The Wagon Wheel Motel is a historic landmark and has been a presence on Route 66 since the 1930s. The guest cottages and old Wagon Wheel Cafe building underwent renovations beginning in 2009.

Cuba is home to the Crawford County History Museum. The Veterans Memorial, with almost 1000 names of veterans, sits in front of the museum on Smith Street.

Four miles west of Cuba on Route 66 is the site of what was previously the World's Largest Rocking Chair. The chair is 42' high and draws many Route 66 travelers to take photos.

==Education==
It is in the Crawford County R-II School District. The Crawford County R-II school district in 2000 had 1,426 students. The high school had 451 students, the middle school had 454, and the elementary school had 521. Renovation of the elementary and middle school facilities and the construction of a new high school, all of which cost more than $4 million, was recently completed.
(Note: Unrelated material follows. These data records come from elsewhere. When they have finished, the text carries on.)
use chrono::{DateTime, SecondsFormat, Utc};
use num_bigint_dig::BigInt;
use serde_json::Value;

use super::ChunkId;

/// Escapes a user string so it can never be read as a reference token.
pub fn escape_string(value: &str) -> String {
    if value.starts_with('$') { format!("${value}") } else { value.to_string() }
}

pub fn unescape_string(value: &str) -> &str {
    if value.starts_with("$$") { &value[1..] } else { value }
}

pub fn by_value(id: ChunkId) -> String {
    format!("${id:x}")
}

pub fn lazy(id: ChunkId) -> String {
    format!("$L{id:x}")
}

pub fn promise(id: ChunkId) -> String {
    format!("$@{id:x}")
}

pub fn server_reference(id: ChunkId) -> String {
    format!("$F{id:x}")
}

pub fn map(id: ChunkId) -> String {
    format!("$Q{id:x}")
}

pub fn set(id: ChunkId) -> String {
    format!("$W{id:x}")
}

pub fn symbol(name: &str) -> String {
    format!("$S{name}")
}

pub fn provider(name: &str) -> String {
    format!("$P{name}")
}

pub fn date(value: &DateTime<Utc>) -> String {
    format!("$D{}", value.to_rfc3339_opts(SecondsFormat::Millis, true))
}

pub fn bigint(value: &BigInt) -> String {
    format!("$n{value}")
}

pub const UNDEFINED: &str = "$undefined";

pub const ELEMENT: &str = "$";

/// JSON for a number. Non-finite values and negative zero become tokens.
pub fn number(value: f64) -> Value {
    if value.is_nan() {
        return Value::from("$NaN");
    }
    if value.is_infinite() {
        return Value::from(if value > 0.0 { "$Infinity" } else { "$-Infinity" });
    }
    if value == 0.0 && value.is_sign_negative() {
        return Value::from("$-0");
    }
    if value.fract() == 0.0 && value.abs() < 9_007_199_254_740_992.0 {
        return Value::from(value as i64);
    }
    Value::from(value)
}

#[cfg(test)]
mod tests {
    use super::*;
    use chrono::TimeZone;

    #[test]
    fn test_escape_string() {
        assert_eq!(escape_string("$x"), "$$x");
        assert_eq!(escape_string("$"), "$$");
        assert_eq!(escape_string("plain"), "plain");
        assert_eq!(unescape_string(&escape_string("$$already")), "$$already");
    }

    #[test]
    fn test_reference_tokens_use_hex() {
        assert_eq!(by_value(255), "$ff");
        assert_eq!(lazy(10), "$La");
        assert_eq!(promise(16), "$@10");
        assert_eq!(server_reference(1), "$F1");
        assert_eq!(map(2), "$Q2");
        assert_eq!(set(3), "$W3");
    }

    #[test]
    fn test_number_tokens() {
        assert_eq!(number(-0.0), Value::from("$-0"));
        assert_eq!(number(0.0), Value::from(0));
        assert_eq!(number(f64::NAN), Value::from("$NaN"));
        assert_eq!(number(f64::INFINITY), Value::from("$Infinity"));
        assert_eq!(number(f64::NEG_INFINITY), Value::from("$-Infinity"));
        assert_eq!(number(1.5), Value::from(1.5));
        assert_eq!(serde_json::to_string(&number(3.0)).unwrap(), "3");
    }

    #[test]
    fn test_date_token() {
        let value = Utc.with_ymd_and_hms(2024, 1, 2, 3, 4, 5).unwrap();
        assert_eq!(date(&value), "$D2024-01-02T03:04:05.000Z");
    }

    #[test]
    fn test_bigint_token() {
        let value: BigInt = "123456789012345678901234567890".parse().unwrap();
        assert_eq!(bigint(&value), "$n123456789012345678901234567890");
    }
}
use smallvec::SmallVec;

use crate::context::ContextSnapshot;
use crate::model::{Model, Thenable};
use crate::wire_format::ChunkId;

/// Thenables a component used before it suspended, replayed by call order on retry.
pub type ThenableState = SmallVec<[Thenable; 4]>;

#[derive(Debug, Clone, Copy, PartialEq, Eq)]
pub enum TaskStatus {
    Pending,
    Completed,
    Aborted,
    Errored,
}

pub(crate) struct Task {
    pub id: ChunkId,
    pub status: TaskStatus,
    pub model: Model,
    pub context: ContextSnapshot,
    /// Composite key of the server components already rendered above `model`.
    pub parent_key: Option<String>,
    pub thenable_state: ThenableState,
    /// Set for tasks standing in for a promise in a data position.
    pub waiting_on: Option<Thenable>,
}

impl Task {
    pub fn new(id: ChunkId, model: Model, context: ContextSnapshot) -> Self {
        Self {
            id,
            status: TaskStatus::Pending,
            model,
            context,
            parent_key: None,
            thenable_state: ThenableState::new(),
            waiting_on: None,
        }
    }

    /// Moves the task to a terminal state. Happens once per task.
    pub fn finish(&mut self, status: TaskStatus) {
        debug_assert_eq!(self.status, TaskStatus::Pending, "task {:x} finished twice", self.id);
        self.status = status;
        tracing::trace!("Task {:x} is now {:?}", self.id, self.status);
    }
}
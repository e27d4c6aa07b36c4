use std::fmt;
use std::sync::Arc;

use super::{Model, ObjectId, Thenable};
use crate::error::Step;
use crate::request::ComponentScope;

type RenderFn = dyn Fn(&mut ComponentScope<'_>, &Model) -> Step<Model> + Send + Sync;

struct ComponentInner {
    id: ObjectId,
    name: String,
    render: Box<RenderFn>,
}

/// A function evaluated on the server when it appears as an element type.
#[derive(Clone)]
pub struct Component(Arc<ComponentInner>);

impl Component {
    pub fn new<F>(name: impl Into<String>, render: F) -> Self
    where
        F: Fn(&mut ComponentScope<'_>, &Model) -> Step<Model> + Send + Sync + 'static,
    {
        Self(Arc::new(ComponentInner { id: ObjectId::next(), name: name.into(), render: Box::new(render) }))
    }

    pub fn id(&self) -> ObjectId {
        self.0.id
    }

    pub fn name(&self) -> &str {
        &self.0.name
    }

    pub(crate) fn call(&self, scope: &mut ComponentScope<'_>, props: &Model) -> Step<Model> {
        (self.0.render)(scope, props)
    }
}

impl fmt::Debug for Component {
    fn fmt(&self, f: &mut fmt::Formatter<'_>) -> fmt::Result {
        write!(f, "Component({})", self.name())
    }
}

struct ElementInner {
    id: ObjectId,
    ty: Model,
    key: Option<String>,
    ref_: Option<Model>,
    props: Model,
}

/// A renderable unit: a type, an optional key, an optional ref and props.
#[derive(Clone)]
pub struct Element(Arc<ElementInner>);

impl Element {
    pub fn new(ty: impl Into<Model>, props: Model) -> Self {
        Self::build(ty.into(), None, None, props)
    }

    pub fn keyed(ty: impl Into<Model>, key: impl Into<String>, props: Model) -> Self {
        Self::build(ty.into(), Some(key.into()), None, props)
    }

    /// Same element with a ref attached. Refs are rejected when the element is rendered.
    pub fn with_ref(&self, ref_: Model) -> Self {
        Self::build(self.ty().clone(), self.0.key.clone(), Some(ref_), self.props().clone())
    }

    /// Fragment wrapping `children`.
    pub fn fragment(children: impl IntoIterator<Item = Model>) -> Self {
        Self::new(Model::Symbol(super::Symbol::fragment()), Model::object([("children", Model::array(children))]))
    }

    fn build(ty: Model, key: Option<String>, ref_: Option<Model>, props: Model) -> Self {
        Self(Arc::new(ElementInner { id: ObjectId::next(), ty, key, ref_, props }))
    }

    pub fn id(&self) -> ObjectId {
        self.0.id
    }

    pub fn ty(&self) -> &Model {
        &self.0.ty
    }

    pub fn key(&self) -> Option<&str> {
        self.0.key.as_deref()
    }

    pub fn ref_(&self) -> Option<&Model> {
        self.0.ref_.as_ref().filter(|r| !matches!(r, Model::Null | Model::Undefined))
    }

    pub fn props(&self) -> &Model {
        &self.0.props
    }

    pub fn children(&self) -> Model {
        self.0.props.get("children")
    }
}

impl From<Element> for Model {
    fn from(element: Element) -> Self {
        Model::Element(element)
    }
}

impl From<Component> for Model {
    fn from(component: Component) -> Self {
        Model::Component(component)
    }
}

impl fmt::Debug for Element {
    fn fmt(&self, f: &mut fmt::Formatter<'_>) -> fmt::Result {
        f.debug_struct("Element").field("type", self.ty()).field("key", &self.key()).finish()
    }
}

struct LazyInner {
    id: ObjectId,
    init: Box<dyn Fn() -> Step<Model> + Send + Sync>,
}

/// A value computed on demand. The initializer may suspend and is called again on retry.
#[derive(Clone)]
pub struct Lazy(Arc<LazyInner>);

impl Lazy {
    pub fn new<F>(init: F) -> Self
    where
        F: Fn() -> Step<Model> + Send + Sync + 'static,
    {
        Self(Arc::new(LazyInner { id: ObjectId::next(), init: Box::new(init) }))
    }

    pub fn from_thenable(thenable: Thenable) -> Self {
        Self::new(move || thenable.read())
    }

    pub fn id(&self) -> ObjectId {
        self.0.id
    }

    pub fn init(&self) -> Step<Model> {
        (self.0.init)()
    }
}

impl From<Lazy> for Model {
    fn from(lazy: Lazy) -> Self {
        Model::Lazy(lazy)
    }
}

impl From<Thenable> for Model {
    fn from(thenable: Thenable) -> Self {
        Model::Thenable(thenable)
    }
}

#[cfg(test)]
mod tests {
    use super::*;
    use crate::error::Interrupt;

    #[test]
    fn test_element_accessors() {
        let element = Element::keyed("div", "a", Model::object([("children", Model::from("hi"))]));
        assert_eq!(element.key(), Some("a"));
        assert!(matches!(element.ty(), Model::String(s) if &**s == "div"));
        assert!(matches!(element.children(), Model::String(s) if &*s == "hi"));
        assert!(element.ref_().is_none());
        assert!(element.with_ref(Model::object([("current", Model::Null)])).ref_().is_some());
    }

    #[test]
    fn test_null_ref_is_ignored() {
        let element = Element::new("div", Model::object::<&str>([])).with_ref(Model::Null);
        assert!(element.ref_().is_none());
    }

    #[test]
    fn test_lazy_from_thenable() {
        let thenable = Thenable::pending();
        let lazy = Lazy::from_thenable(thenable.clone());
        assert!(matches!(lazy.init(), Err(Interrupt::Suspend(_))));
        thenable.resolve("ready");
        assert!(matches!(lazy.init(), Ok(Model::String(s)) if &*s == "ready"));
    }
}
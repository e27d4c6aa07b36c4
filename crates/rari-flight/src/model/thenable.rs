use parking_lot::Mutex;
use std::fmt;
use std::future::Future;
use std::sync::Arc;

use super::{Model, ObjectId};
use crate::error::{FlightError, Rejection};

type Listener = Box<dyn FnOnce() + Send>;

#[derive(Debug, Clone)]
pub enum ThenableStatus {
    Pending,
    Fulfilled(Model),
    Rejected(Rejection),
}

impl ThenableStatus {
    pub fn is_pending(&self) -> bool {
        matches!(self, Self::Pending)
    }
}

struct ThenableState {
    status: ThenableStatus,
    listeners: Vec<Listener>,
}

struct ThenableInner {
    id: ObjectId,
    state: Mutex<ThenableState>,
}

/// A value that settles at most once, either fulfilled or rejected.
///
/// Listeners run on the thread that settles the thenable, after the internal
/// lock has been released.
#[derive(Clone)]
pub struct Thenable(Arc<ThenableInner>);

impl Thenable {
    fn with_status(status: ThenableStatus) -> Self {
        Self(Arc::new(ThenableInner {
            id: ObjectId::next(),
            state: Mutex::new(ThenableState { status, listeners: Vec::new() }),
        }))
    }

    pub fn pending() -> Self {
        Self::with_status(ThenableStatus::Pending)
    }

    pub fn fulfilled(value: impl Into<Model>) -> Self {
        Self::with_status(ThenableStatus::Fulfilled(value.into()))
    }

    pub fn rejected(reason: impl Into<Rejection>) -> Self {
        Self::with_status(ThenableStatus::Rejected(reason.into()))
    }

    /// Settles from a future running on the current tokio runtime.
    pub fn spawn<F>(future: F) -> Self
    where
        F: Future<Output = Result<Model, Rejection>> + Send + 'static,
    {
        let thenable = Self::pending();
        let settle = thenable.clone();
        tokio::spawn(async move {
            match future.await {
                Ok(value) => settle.resolve(value),
                Err(reason) => settle.reject(reason),
            }
        });
        thenable
    }

    pub fn id(&self) -> ObjectId {
        self.0.id
    }

    pub fn status(&self) -> ThenableStatus {
        self.0.state.lock().status.clone()
    }

    pub fn is_pending(&self) -> bool {
        self.0.state.lock().status.is_pending()
    }

    /// Fulfils the thenable. Returns false if it had already settled.
    pub fn resolve(&self, value: impl Into<Model>) -> bool {
        self.settle(ThenableStatus::Fulfilled(value.into()))
    }

    /// Rejects the thenable. Returns false if it had already settled.
    pub fn reject(&self, reason: impl Into<Rejection>) -> bool {
        self.settle(ThenableStatus::Rejected(reason.into()))
    }

    fn settle(&self, status: ThenableStatus) -> bool {
        let listeners = {
            let mut state = self.0.state.lock();
            if !state.status.is_pending() {
                return false;
            }
            state.status = status;
            std::mem::take(&mut state.listeners)
        };
        for listener in listeners {
            listener();
        }
        true
    }

    /// Runs `listener` once the thenable settles, or right away if it already has.
    pub(crate) fn subscribe(&self, listener: impl FnOnce() + Send + 'static) {
        {
            let mut state = self.0.state.lock();
            if state.status.is_pending() {
                state.listeners.push(Box::new(listener));
                return;
            }
        }
        listener();
    }

    /// Reads a settled value, turning a rejection or a pending state into an interrupt.
    pub fn read(&self) -> crate::error::Step<Model> {
        match self.status() {
            ThenableStatus::Fulfilled(value) => Ok(value),
            ThenableStatus::Rejected(reason) => Err(reason.into()),
            ThenableStatus::Pending => Err(crate::error::Interrupt::Suspend(self.clone())),
        }
    }
}

impl fmt::Debug for Thenable {
    fn fmt(&self, f: &mut fmt::Formatter<'_>) -> fmt::Result {
        f.debug_struct("Thenable").field("id", &self.id()).field("status", &self.status()).finish()
    }
}

impl From<Result<Model, FlightError>> for Thenable {
    fn from(result: Result<Model, FlightError>) -> Self {
        match result {
            Ok(value) => Self::fulfilled(value),
            Err(error) => Self::rejected(error),
        }
    }
}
The school district has received full accreditation of the North Central Association of Secondary Schools and Colleges.

The Holy Cross Catholic School taught grades PK-8, until its closure in May of 2025.

Cuba has a public library, a branch of the Crawford County Library District.

==Notable people==
- Jake Collier-Former UFC Heavyweight Fighter
- Jason Crow - Edward R. Murrow Award and Emmy winning photojournalist.